Garcia-Garin Odei, Monleón-Getino Toni, López-Brosa Pere, Borrell Asunción, Aguilar Alex, Borja-Robalino Ricardo, Cardona Luis, Vighi Morgana
Institute of Biodiversity Research (IRBio) and Department of Evolutionary Biology, Ecology and Environmental Sciences, Universitat de Barcelona, Barcelona, Spain.
Department of Genetics, Microbiology and Statistics, Universitat de Barcelona, Barcelona, Spain; BIOST(3), Spain; GRBIO (Research Group in Biostatistics and Bioinformatics), Barcelona, Spain.
Environ Pollut. 2021 Jan 11;273:116490. doi: 10.1016/j.envpol.2021.116490.
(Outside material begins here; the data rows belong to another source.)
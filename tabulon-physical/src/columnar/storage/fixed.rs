//! This module defines [FixedStore],
//! a packed store of values that all occupy the same number of bytes.

use std::{borrow::Cow, cmp::Ordering, fmt::Debug, marker::PhantomData, ops::Range};

use crate::{
    buffer::{ByteOrder, SharedBuffer, StagingBuffer},
    columnar::builder::BuilderOptions,
    datatypes::{ElementType, FixedWidth, Primitive},
    error::{Error, Result},
    management::ByteSized,
    util::heapsort::{heap_sort, HeapSortable},
};

use super::{Storage, StorageBuilder};

/// Store where value `i` occupies bytes `i * WIDTH .. (i + 1) * WIDTH` of one buffer.
#[derive(Debug, Clone)]
pub struct FixedStore<T> {
    buffer: SharedBuffer,
    _marker: PhantomData<T>,
}

impl<T: FixedWidth> FixedStore<T> {
    /// Interpret the bytes of `buffer` as values of type `T`.
    pub fn from_buffer(buffer: SharedBuffer) -> Result<Self> {
        if buffer.len() % T::WIDTH != 0 {
            return Err(Error::invalid_argument(format!(
                "buffer of {} bytes does not hold values of width {}",
                buffer.len(),
                T::WIDTH
            )));
        }

        Ok(Self {
            buffer,
            _marker: PhantomData,
        })
    }

    /// Create a store holding the given values.
    pub fn from_values(values: &[T], order: ByteOrder) -> Self {
        let mut bytes = Vec::with_capacity(values.len() * T::WIDTH);
        for &value in values {
            value.encode(&mut bytes, order);
        }

        Self {
            buffer: SharedBuffer::from_vec(bytes, order),
            _marker: PhantomData,
        }
    }

    /// Create a store without content.
    pub fn empty(order: ByteOrder) -> Self {
        Self {
            buffer: SharedBuffer::empty(order),
            _marker: PhantomData,
        }
    }

    /// Number of values.
    pub fn len(&self) -> usize {
        self.buffer.len() / T::WIDTH
    }

    /// Return `true` if this store contains no values.
    pub fn is_empty(&self) -> bool {
        self.buffer.is_empty()
    }

    /// The underlying buffer.
    pub fn buffer(&self) -> &SharedBuffer {
        &self.buffer
    }

    /// Byte order of the values.
    pub fn order(&self) -> ByteOrder {
        self.buffer.order()
    }

    /// The encoded bytes of the value at `index`.
    pub(crate) fn raw(&self, index: usize) -> &[u8] {
        &self.buffer.bytes()[index * T::WIDTH..(index + 1) * T::WIDTH]
    }

    /// Return the value at `index`.
    ///
    /// # Panics
    /// Panics if `index` is out of bounds.
    pub fn value(&self, index: usize) -> T {
        T::decode(self.raw(index), self.order())
    }

    /// Iterate over all values.
    pub fn values(&self) -> impl Iterator<Item = T> + '_ {
        self.buffer
            .bytes()
            .chunks_exact(T::WIDTH)
            .map(|chunk| T::decode(chunk, self.order()))
    }

    /// View of the values in `range` without copying.
    pub fn view(&self, range: Range<usize>) -> Self {
        Self {
            buffer: self.buffer.slice(range.start * T::WIDTH..range.end * T::WIDTH),
            _marker: PhantomData,
        }
    }

    /// Copy the values in `range` into a fresh buffer.
    pub fn copy_values(&self, range: Range<usize>) -> Self {
        let bytes = self.buffer.bytes()[range.start * T::WIDTH..range.end * T::WIDTH].to_vec();
        Self {
            buffer: SharedBuffer::from_vec(bytes, self.order()),
            _marker: PhantomData,
        }
    }

    /// All bytes of this store, encoded in the given order.
    ///
    /// Borrows the buffer if it already uses that order.
    pub fn encoded(&self, order: ByteOrder) -> Cow<'_, [u8]> {
        if order == self.order() || T::WIDTH == 1 {
            return Cow::Borrowed(self.buffer.bytes());
        }

        let mut bytes = Vec::with_capacity(self.buffer.len());
        for value in self.values() {
            value.encode(&mut bytes, order);
        }
        Cow::Owned(bytes)
    }

    /// Copy the values in `range` and sort them with an in-place heap sort.
    pub(crate) fn sort_values(&self, range: Range<usize>) -> Self {
        let mut scratch = FixedScratch::<T> {
            bytes: self.buffer.bytes()[range.start * T::WIDTH..range.end * T::WIDTH].to_vec(),
            order: self.order(),
            _marker: PhantomData,
        };
        let len = range.len();
        heap_sort(&mut scratch, 0..len);

        log::trace!("sorted {len} values of width {}", T::WIDTH);

        Self {
            buffer: SharedBuffer::from_vec(scratch.bytes, self.order()),
            _marker: PhantomData,
        }
    }

    pub(crate) fn is_heap(&self) -> bool {
        self.buffer.is_heap()
    }

    pub(crate) fn to_heap(&self) -> Self {
        if self.is_heap() {
            return self.clone();
        }

        log::trace!("copying {} mapped bytes to the heap", self.buffer.len());
        Self {
            buffer: self.buffer.to_heap(),
            _marker: PhantomData,
        }
    }
}

impl<T> ByteSized for FixedStore<T> {
    fn size_bytes(&self) -> u64 {
        self.buffer.size_bytes()
    }
}

/// Owned copy of fixed-width values that [heap_sort] can reorder by swapping byte chunks.
struct FixedScratch<T> {
    bytes: Vec<u8>,
    order: ByteOrder,
    _marker: PhantomData<T>,
}

impl<T: FixedWidth> FixedScratch<T> {
    fn value(&self, index: usize) -> T {
        T::decode(&self.bytes[index * T::WIDTH..], self.order)
    }
}

impl<T: FixedWidth> HeapSortable for FixedScratch<T> {
    fn compare_at(&self, i: usize, j: usize) -> Ordering {
        self.value(i).compare(&self.value(j))
    }

    fn swap(&mut self, i: usize, j: usize) {
        swap_chunks(&mut self.bytes, T::WIDTH, i, j);
    }
}

/// Exchange the `width`-byte chunks at positions `i` and `j`.
pub(super) fn swap_chunks(bytes: &mut [u8], width: usize, i: usize, j: usize) {
    if i == j {
        return;
    }
    let (low, high) = (i.min(j), i.max(j));
    let (head, tail) = bytes.split_at_mut(high * width);
    head[low * width..(low + 1) * width].swap_with_slice(&mut tail[..width]);
}

/// Builder for a [FixedStore].
#[derive(Debug, Clone)]
pub struct FixedStaging<T> {
    buffer: StagingBuffer,
    _marker: PhantomData<T>,
}

impl<T: FixedWidth> FixedStaging<T> {
    /// Create an empty builder writing values in the given order.
    pub fn with_order(order: ByteOrder, capacity: usize) -> Self {
        let mut buffer = StagingBuffer::new(order);
        buffer.reserve(capacity * T::WIDTH);

        Self {
            buffer,
            _marker: PhantomData,
        }
    }

    /// Number of values pushed so far.
    pub fn len(&self) -> usize {
        self.buffer.len() / T::WIDTH
    }

    /// Return `true` if no value has been pushed.
    pub fn is_empty(&self) -> bool {
        self.buffer.is_empty()
    }

    /// Byte order used for writing.
    pub fn order(&self) -> ByteOrder {
        self.buffer.order()
    }

    /// Make room for `additional` more values.
    pub fn reserve(&mut self, additional: usize) {
        self.buffer.reserve(additional.saturating_mul(T::WIDTH));
    }

    /// Append a value.
    pub fn push_value(&mut self, value: T) {
        let order = self.order();
        value.encode(self.buffer.writable(T::WIDTH), order);
    }

    /// Append the value at `index` of `source`.
    pub fn push_value_from(&mut self, source: &FixedStore<T>, index: usize) {
        if source.order() == self.order() {
            self.buffer.extend_from_slice(source.raw(index));
        } else {
            self.push_value(source.value(index));
        }
    }

    /// The value pushed at `index`.
    ///
    /// # Panics
    /// Panics if `index` is out of bounds.
    pub fn value_at(&self, index: usize) -> T {
        T::decode(
            &self.buffer.bytes()[index * T::WIDTH..(index + 1) * T::WIDTH],
            self.order(),
        )
    }

    /// The last pushed value.
    pub fn last_value(&self) -> Option<T> {
        let len = self.buffer.len();
        (len >= T::WIDTH).then(|| T::decode(&self.buffer.bytes()[len - T::WIDTH..], self.order()))
    }

    /// Store containing the values pushed so far.
    pub fn freeze_values(&self) -> FixedStore<T> {
        FixedStore {
            buffer: self.buffer.freeze(),
            _marker: PhantomData,
        }
    }
}

impl<T: Primitive> Storage for FixedStore<T> {
    type Item = T;
    type Staging = FixedStaging<T>;

    const ELEMENT_TYPE: ElementType = T::ELEMENT_TYPE;

    fn empty(order: ByteOrder) -> Self {
        FixedStore::empty(order)
    }

    fn len(&self) -> usize {
        FixedStore::len(self)
    }

    fn byte_order(&self) -> ByteOrder {
        self.order()
    }

    fn get(&self, index: usize) -> T {
        self.value(index)
    }

    fn compare_values(left: &T, right: &T) -> Ordering {
        left.compare(right)
    }

    fn compare_at(&self, i: usize, j: usize) -> Ordering {
        self.value(i).compare(&self.value(j))
    }

    fn compare_to(&self, index: usize, value: &T) -> Ordering {
        self.value(index).compare(value)
    }

    fn slice(&self, range: Range<usize>) -> Self {
        self.view(range)
    }

    fn is_heap(&self) -> bool {
        FixedStore::is_heap(self)
    }

    fn to_heap(&self) -> Self {
        FixedStore::to_heap(self)
    }

    fn copy_range(&self, range: Range<usize>) -> Self {
        self.copy_values(range)
    }

    fn sorted(&self, range: Range<usize>) -> Self {
        self.sort_values(range)
    }
}

impl<T: Primitive> StorageBuilder for FixedStaging<T> {
    type Store = FixedStore<T>;

    fn new(options: &BuilderOptions) -> Self {
        Self::with_order(options.byte_order, options.initial_capacity)
    }

    fn derived(source: &FixedStore<T>, capacity: usize) -> Self {
        Self::with_order(source.order(), capacity)
    }

    fn len(&self) -> usize {
        FixedStaging::len(self)
    }

    fn reserve(&mut self, additional: usize) {
        FixedStaging::reserve(self, additional)
    }

    fn push(&mut self, value: &T) -> Result<()> {
        self.push_value(*value);
        Ok(())
    }

    fn push_from(&mut self, source: &FixedStore<T>, index: usize) {
        self.push_value_from(source, index)
    }

    fn compare_last(&self, value: &T) -> Option<Ordering> {
        self.last_value().map(|last| last.compare(value))
    }

    fn freeze(&self) -> FixedStore<T> {
        self.freeze_values()
    }
}

#[cfg(test)]
mod test {
    use std::cmp::Ordering;

    use bitvec::{bitvec, order::Lsb0};
    use quickcheck_macros::quickcheck;
    use test_log::test;

    use crate::{
        buffer::{ByteOrder, SharedBuffer},
        columnar::storage::{Storage, StorageBuilder},
    };

    use super::{swap_chunks, FixedStaging, FixedStore};

    #[test]
    fn decode_honors_byte_order() {
        let big = FixedStore::<i32>::from_buffer(SharedBuffer::from_vec(
            vec![0, 0, 1, 0, 0, 0, 0, 7],
            ByteOrder::Big,
        ))
        .unwrap();
        assert_eq!(big.len(), 2);
        assert_eq!(big.get(0), 256);
        assert_eq!(big.get(1), 7);

        let little = FixedStore::<i16>::from_values(&[1, -2], ByteOrder::Little);
        assert_eq!(little.buffer().bytes(), &[1, 0, 0xfe, 0xff]);
        assert_eq!(little.encoded(ByteOrder::Big).as_ref(), &[0, 1, 0xff, 0xfe]);
    }

    #[test]
    fn misaligned_buffer_is_rejected() {
        let buffer = SharedBuffer::from_vec(vec![0; 7], ByteOrder::Big);
        assert!(FixedStore::<i64>::from_buffer(buffer).is_err());
    }

    #[test]
    fn views_share_and_copies_detach() {
        let store = FixedStore::<i64>::from_values(&[5, 6, 7, 8], ByteOrder::Big);
        let view = store.slice(1..3);
        assert_eq!(view.values().collect::<Vec<_>>(), vec![6, 7]);

        let copy = store.copy_range(2..4);
        assert_eq!(copy.values().collect::<Vec<_>>(), vec![7, 8]);
        assert_eq!(copy.buffer().len(), 16);
    }

    #[test]
    fn filter_and_gather() {
        let store = FixedStore::<i32>::from_values(&[10, 11, 12, 13, 14], ByteOrder::Big);

        let keep = bitvec![u64, Lsb0; 1, 0, 1];
        let filtered = store.filter_range(1..4, &keep, 2);
        assert_eq!(filtered.values().collect::<Vec<_>>(), vec![11, 13]);

        let gathered = store.gather(&[4, 0, 4]);
        assert_eq!(gathered.values().collect::<Vec<_>>(), vec![14, 10, 14]);
    }

    #[test]
    fn concat_reencodes_mismatching_order() {
        let big = FixedStore::<i32>::from_values(&[1, 2], ByteOrder::Big);
        let little = FixedStore::<i32>::from_values(&[3, 4], ByteOrder::Little);

        let joined = big.concat(0..2, &little, 0..2).unwrap();
        assert_eq!(joined.order(), ByteOrder::Big);
        assert_eq!(joined.values().collect::<Vec<_>>(), vec![1, 2, 3, 4]);
    }

    #[test]
    fn sort_and_deduplicate() {
        let store =
            FixedStore::<f64>::from_values(&[3.5, -1.0, 3.5, 0.0, -1.0], ByteOrder::Little);
        let sorted = store.sorted(0..5);
        assert_eq!(
            sorted.values().collect::<Vec<_>>(),
            vec![-1.0, -1.0, 0.0, 3.5, 3.5]
        );

        let distinct = sorted.deduplicate(0..5);
        assert_eq!(distinct.values().collect::<Vec<_>>(), vec![-1.0, 0.0, 3.5]);
    }

    #[test]
    fn staging_compares_last_value() {
        let store = FixedStore::<i8>::empty(ByteOrder::Big);
        let mut staging = FixedStaging::<i8>::derived(&store, 0);
        assert_eq!(staging.compare_last(&1), None);

        staging.push(&4).unwrap();
        assert_eq!(staging.compare_last(&4), Some(Ordering::Equal));
        assert_eq!(staging.compare_last(&9), Some(Ordering::Less));

        let first = staging.freeze();
        staging.push(&5).unwrap();
        assert_eq!(first.len(), 1);
        assert_eq!(staging.freeze().len(), 2);
    }

    #[test]
    fn chunks_are_swapped() {
        let mut bytes = vec![1, 2, 3, 4, 5, 6];
        swap_chunks(&mut bytes, 2, 2, 0);
        assert_eq!(bytes, vec![5, 6, 3, 4, 1, 2]);
        swap_chunks(&mut bytes, 2, 1, 1);
        assert_eq!(bytes, vec![5, 6, 3, 4, 1, 2]);
    }

    #[quickcheck]
    fn heap_sort_matches_std(values: Vec<i32>) -> bool {
        let store = FixedStore::<i32>::from_values(&values, ByteOrder::Little);
        let mut expected = values.clone();
        expected.sort();
        store.sorted(0..values.len()).values().collect::<Vec<_>>() == expected
    }
}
The threats posed by floating marine macro-litter (FMML) of anthropogenic origin to the marine fauna, and marine ecosystems in general, are universally recognized. Dedicated monitoring programmes and mitigation measures are in place to address this issue worldwide, with the increasing support of new technologies and the automation of analytical processes. In the current study, we developed algorithms capable of detecting and quantifying FMML in aerial images, and a web-oriented application that allows users to identify FMML within images of the sea surface. The proposed algorithm is based on a deep learning approach that uses convolutional neural networks (CNNs) capable of learning from unstructured or unlabelled data. The CNN-based deep learning model was trained and tested using 3723 aerial images (50% containing FMML, 50% without FMML) taken by drones and aircraft over the waters of the NW Mediterranean Sea. The accuracies of image classification (performed using all the images for training and testing the model) and cross-validation (performed using 90% of images for training and 10% for testing) were 0.85 and 0.81, respectively. The Shiny package of R was then used to develop a user-friendly application to identify and quantify FMML within the aerial images. The implementation of this, and similar algorithms, allows streamlining substantially the detection and quantification of FMML, providing support to the monitoring and assessment of this environmental threat. However, the automated monitoring of FMML in the open sea still represents a technological challenge, and further research is needed to improve the accuracy of current algorithms.
人为来源的漂浮海洋大型垃圾(FMML)对海洋动物以及整个海洋生态系统构成的威胁已得到普遍认可。在新技术的不断支持和分析过程自动化的背景下,全球各地都在实施专门的监测计划和缓解措施来应对这一问题。在当前的研究中,我们开发了能够检测和量化航空图像中FMML的算法,以及一个面向网络的应用程序,该程序允许用户识别海面图像中的FMML。所提出的算法基于深度学习方法,该方法使用能够从未结构化或未标记数据中学习的卷积神经网络(CNN)。基于CNN的深度学习模型使用无人机和飞机在地中海西北部水域拍摄的3723张航空图像(50%包含FMML,50%不包含FMML)进行训练和测试。图像分类(使用所有图像进行模型训练和测试)和交叉验证(使用90%的图像进行训练,10%的图像进行测试)的准确率分别为0.85和0.81。然后使用R的Shiny包开发了一个用户友好的应用程序,用于识别和量化航空图像中的FMML。这种算法以及类似算法的实施,能够大幅简化FMML的检测和量化工作,为监测和评估这一环境威胁提供支持。然而,公海中FMML的自动监测仍然是一项技术挑战,需要进一步研究以提高当前算法的准确性。